Thus, the reel buy back amounts are not suitable for adjustment for the following reasons:

(1) Not all reels are returned by customers. Scaw has to buy new reels (not from customers) from

time to time. Therefore the amount spent for reel buy backs is not necessarily connected to the

wire rope sales, nor to the full cost of reels used in the wire rope produced and sold during the

investigation period.

(2) Reel buy backs are separate commercial transactions, and the amount of the expenses incurred

for such buy backs are not expenses incurred in relation to the sales of the wire rope itself. The

buy-back is only relevant in so far as it reflects purchases of raw material which would then be

used as part of the wire rope production, and which are fully captured in the cost of production.
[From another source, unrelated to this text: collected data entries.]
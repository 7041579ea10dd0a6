//! Attachment state machine.
//!
//! Handlers for the five `Target.*` lifecycle events. Work on one target id
//! runs under that id's lock; commands that only need to be attempted
//! (resuming, detaching ignored targets, per-session auto-attach) are
//! spawned and their failures logged.

use std::sync::Arc;

use futures_util::future::BoxFuture;
use pw_targets_protocol::{SessionId, SetAutoAttach, TargetId, TargetInfo};
use pw_targets_runtime::{Error, Result, Scope, Session};

use super::ManagerInner;
use crate::notification::TargetNotification;
use crate::target::Target;

impl ManagerInner {
	pub(super) async fn on_target_created(&self, info: TargetInfo) -> Result<()> {
		let target_id = info.target_id.clone();
		tracing::debug!(target_id = %target_id, target_type = %info.target_type, "Target created");

		self.registry.upsert_discovered(info.clone());
		self.notify(TargetNotification::Discovered(info.clone()));

		// The browser target is never auto-attached; expose it without a session.
		if info.is_browser() && info.attached {
			let _guard = self.locks.lock(&target_id).await;
			if !self.registry.is_attached(&target_id) {
				let target = self.create_target(info, None)?;
				self.registry.attach(target);
				self.registry.publish(&target_id);
			}
		}
		Ok(())
	}

	pub(super) async fn on_target_destroyed(&self, target_id: TargetId) -> Result<()> {
		let _guard = self.locks.lock(&target_id).await;
		tracing::debug!(target_id = %target_id, "Target destroyed");

		let last_info = self.registry.remove_discovered(&target_id);
		self.gate.settle(&target_id);

		let Some(target) = self.registry.attached(&target_id) else {
			return Ok(());
		};

		let sessions = self.registry.sessions_for(&target_id);
		if !sessions.is_empty() {
			for session_id in sessions {
				self.release_session(&session_id, last_info.clone()).await;
				self.connection.unregister_session(&session_id);
			}
			return Ok(());
		}

		if let Some(info) = last_info.filter(TargetInfo::is_service_worker) {
			if self.registry.remove_attached_if_same(&target) {
				target.on_gone();
				self.notify(TargetNotification::Gone { target, info });
			}
		}
		Ok(())
	}

	pub(super) async fn on_target_info_changed(&self, info: TargetInfo) -> Result<()> {
		let target_id = info.target_id.clone();
		let _guard = self.locks.lock(&target_id).await;

		self.registry.upsert_discovered(info.clone());
		if self.registry.is_ignored(&target_id) || !info.attached {
			return Ok(());
		}
		let Some(target) = self.registry.attached(&target_id) else {
			return Ok(());
		};

		tracing::trace!(target_id = %target_id, url = %info.url, "Target info changed");
		target.update_info(info.clone());
		self.notify(TargetNotification::Changed { target, info });
		Ok(())
	}

	pub(super) async fn on_attached(
		&self,
		parent: &Scope,
		session_id: SessionId,
		info: TargetInfo,
		waiting_for_debugger: bool,
	) -> Result<()> {
		let session = self
			.connection
			.session(&session_id)
			.ok_or_else(|| Error::SessionNotFound(session_id.clone()))?;
		let target_id = info.target_id.clone();

		if !self.connection.is_auto_attached(&target_id) {
			tracing::debug!(target_id = %target_id, session_id = %session_id, "Skipping manually attached target");
			return Ok(());
		}

		let _guard = self.locks.lock(&target_id).await;

		if let Some(reason) = self.ignore_reason(&info) {
			tracing::debug!(
				target_id = %target_id,
				session_id = %session_id,
				reason,
				"Detaching ignored target"
			);
			self.registry.ignore(target_id.clone());
			self.gate.settle(&target_id);
			spawn_silent_detach(session);
			return Ok(());
		}

		if self.parent_released(parent) {
			tracing::debug!(target_id = %target_id, session_id = %session_id, %parent, "Parent session already released");
			self.gate.settle(&target_id);
			self.connection.unregister_session(&session_id);
			return Ok(());
		}

		let existing = self.registry.attached(&target_id);
		let is_new = existing.is_none();
		let target = match existing {
			Some(target) => target,
			None => self.create_target(info, Some(Arc::clone(&session)))?,
		};

		// Register before subscribing so child events always find their parent.
		let session_scope = session.scope();
		self.registry.attach_session(session_id.clone(), Arc::clone(&target));
		if is_new {
			self.registry.attach(Arc::clone(&target));
		}
		self.dispatcher.subscribe(session_scope.clone());

		if let Err(e) = self.run_interceptors(parent, &target).await {
			self.roll_back_attach(&session_id, &target, is_new);
			return Err(e);
		}

		// The parent may have been released while the interceptors ran.
		if self.parent_released(parent) {
			tracing::debug!(target_id = %target_id, session_id = %session_id, %parent, "Parent session released during attach");
			self.roll_back_attach(&session_id, &target, is_new);
			self.gate.settle(&target_id);
			self.connection.unregister_session(&session_id);
			return Ok(());
		}

		self.gate.remove(&target_id);
		if is_new {
			tracing::debug!(
				target_id = %target_id,
				session_id = %session_id,
				%parent,
				waiting_for_debugger,
				"Target attached"
			);
			self.registry.publish(&target_id);
			self.notify(TargetNotification::Available(Arc::clone(&target)));
		}
		self.gate.try_resolve();

		spawn_follow_up(session, self.auto_attach_command());
		Ok(())
	}

	pub(super) async fn on_detached(&self, session_id: SessionId) -> Result<()> {
		match self.registry.target_for_session(&session_id) {
			Some(target) => {
				let _guard = self.locks.lock(target.target_id()).await;
				self.release_session(&session_id, None).await;
			}
			None => {
				tracing::debug!(session_id = %session_id, "Detached from untracked session");
				let scope = Scope::Session(session_id.clone());
				self.dispatcher.unsubscribe(&scope);
				self.interceptors.drop_scope(&scope);
			}
		}
		self.connection.unregister_session(&session_id);
		Ok(())
	}

	/// Drops `session_id`, releases the sessions announced on it, and retires
	/// its target once no other session exposes it. Caller holds the target's
	/// lock.
	async fn release_session(&self, session_id: &SessionId, last_info: Option<TargetInfo>) {
		let scope = Scope::Session(session_id.clone());
		self.dispatcher.unsubscribe(&scope);
		self.interceptors.drop_scope(&scope);

		let released = self.registry.detach_session(session_id);
		self.release_children(&scope).await;
		let Some(target) = released else {
			return;
		};
		let target_id = target.target_id().clone();

		if self.registry.has_sessions_for(&target_id) {
			tracing::debug!(target_id = %target_id, session_id = %session_id, "Target still exposed by another session");
			return;
		}
		if !self.registry.remove_attached_if_same(&target) {
			return;
		}

		let info = last_info
			.or_else(|| self.registry.discovered(&target_id))
			.unwrap_or_else(|| target.info());
		tracing::debug!(target_id = %target_id, session_id = %session_id, "Target gone");
		self.gate.settle(&target_id);
		target.on_gone();
		self.notify(TargetNotification::Gone { target, info });
	}

	/// Releases every tracked session announced on `parent`, depth first.
	fn release_children<'a>(&'a self, parent: &'a Scope) -> BoxFuture<'a, ()> {
		Box::pin(async move {
			let children: Vec<SessionId> = self
				.registry
				.session_ids()
				.into_iter()
				.filter(|child| {
					self.connection
						.session(child)
						.is_some_and(|session| session.parent() == parent)
				})
				.collect();

			for child in children {
				let Some(target) = self.registry.target_for_session(&child) else {
					continue;
				};
				let _guard = self.locks.lock(target.target_id()).await;
				// An attach still in flight may have rolled itself back meanwhile.
				if self.registry.target_for_session(&child).is_none() {
					continue;
				}
				tracing::debug!(session_id = %child, %parent, "Releasing session of released parent");
				self.release_session(&child, None).await;
				self.connection.unregister_session(&child);
			}
		})
	}

	/// Undoes the registry and subscription changes of an unfinished attach.
	fn roll_back_attach(&self, session_id: &SessionId, target: &Arc<dyn Target>, is_new: bool) {
		let scope = Scope::Session(session_id.clone());
		self.dispatcher.unsubscribe(&scope);
		self.interceptors.drop_scope(&scope);
		self.registry.detach_session(session_id);
		if is_new {
			self.registry.remove_attached_if_same(target);
		}
	}

	/// Whether `parent` is a session that is no longer tracked.
	fn parent_released(&self, parent: &Scope) -> bool {
		match parent {
			Scope::Root => false,
			Scope::Session(parent_id) => self.registry.target_for_session(parent_id).is_none(),
		}
	}

	fn ignore_reason(&self, info: &TargetInfo) -> Option<&'static str> {
		if info.is_service_worker() {
			Some("service worker")
		} else if self.registry.is_ignored(&info.target_id) {
			Some("previously ignored")
		} else if !self.accepts(info) {
			Some("rejected by filter")
		} else {
			None
		}
	}

	fn create_target(&self, info: TargetInfo, session: Option<Arc<Session>>) -> Result<Arc<dyn Target>> {
		let target_id = info.target_id.clone();
		self.factory.create_target(info, session).map_err(|e| match e {
			Error::Factory { .. } => e,
			other => Error::Factory {
				target_id,
				message: other.to_string(),
			},
		})
	}

	async fn run_interceptors(&self, parent: &Scope, target: &Arc<dyn Target>) -> Result<()> {
		if !self.interceptors.has_hooks(parent) {
			return Ok(());
		}
		let parent_target = match parent {
			Scope::Root => None,
			Scope::Session(parent_id) => Some(
				self.registry
					.target_for_session(parent_id)
					.ok_or_else(|| Error::ParentTargetNotFound(parent_id.clone()))?,
			),
		};
		self.interceptors.run(parent, target, parent_target.as_ref()).await
	}
}

/// Resumes and detaches a target that will never be exposed.
fn spawn_silent_detach(session: Arc<Session>) {
	tokio::spawn(async move {
		let (resumed, detached) = futures_util::join!(session.run_if_waiting_for_debugger(), session.detach());
		if let Err(e) = resumed {
			tracing::debug!(session_id = %session.id(), error = %e, "Failed to resume ignored target");
		}
		if let Err(e) = detached {
			tracing::debug!(session_id = %session.id(), error = %e, "Failed to detach ignored target");
		}
	});
}

/// Extends auto-attach to the new session's children and resumes the target.
fn spawn_follow_up(session: Arc<Session>, command: SetAutoAttach) {
	tokio::spawn(async move {
		let (auto_attach, resumed) =
			futures_util::join!(session.send(&command), session.run_if_waiting_for_debugger());
		if let Err(e) = auto_attach {
			tracing::warn!(session_id = %session.id(), error = %e, "Failed to enable auto-attach on session");
		}
		if let Err(e) = resumed {
			tracing::warn!(session_id = %session.id(), error = %e, "Failed to resume target");
		}
	});
}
For example, if one of Scaw’s customers sold reels to a third party, say a reel dealer/trader, and

Scaw bought back reels from that dealer, instead of directly from the customer, then such reel

sales by the customers would be treated as their normal commercial activities, unrelated to the

purchase of wire rope. Purchases by Scaw from such reel dealers would then be treated in the

normal context of raw material purchases. In such circumstances, there would be no need to

consider an adjustment based on the reel purchase activities by Scaw. The fact that Scaw

undertook the role of a reel trader and purchased the reel directly from customer for re-use in its

production of wire rope should not mean that the purchase should be treated any differently.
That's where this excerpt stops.